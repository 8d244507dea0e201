//! Report read model for formatting
//!
//! Provides a denormalized, presentation-ordered view of the categorized
//! report so formatters never touch domain collections directly.

use crate::report_generation::domain::CategorizedReport;

/// Main read model consumed by report formatters
#[derive(Debug, Clone, PartialEq)]
pub struct ReportReadModel {
    /// Sections in fixed category-priority order; empty categories are
    /// already absent.
    pub sections: Vec<CategorySectionView>,
}

/// View of one category section
#[derive(Debug, Clone, PartialEq)]
pub struct CategorySectionView {
    /// Section title with underscores replaced by spaces (e.g. "GUI LIBS")
    pub title: String,
    /// Dependencies in this section, alphabetical
    pub dependencies: Vec<DependencyView>,
}

/// View of one dependency line with its explicit dependers
#[derive(Debug, Clone, PartialEq)]
pub struct DependencyView {
    pub name: String,
    /// Sorted, deduplicated, explicit-only dependers
    pub dependers: Vec<String>,
}

impl ReportReadModel {
    /// Builds the read model from the domain aggregate.
    ///
    /// Ordering is inherited from the aggregate's BTreeMaps: categories in
    /// rule-priority order, dependencies alphabetical.
    pub fn from_report(report: &CategorizedReport) -> Self {
        let sections = report
            .sections()
            .iter()
            .map(|(category, dependencies)| CategorySectionView {
                title: category.display_name(),
                dependencies: dependencies
                    .iter()
                    .map(|(name, dependers)| DependencyView {
                        name: name.clone(),
                        dependers: dependers.clone(),
                    })
                    .collect(),
            })
            .collect();

        Self { sections }
    }

    pub fn total_dependency_count(&self) -> usize {
        self.sections.iter().map(|s| s.dependencies.len()).sum()
    }

    pub fn is_empty(&self) -> bool {
        self.sections.is_empty()
    }
}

----

Exercise: From the listing above, pick out each line where the word "priority" appears.

Task output:
    /// Sections in fixed category-priority order; empty categories are
    /// rule-priority order, dependencies alphabetical.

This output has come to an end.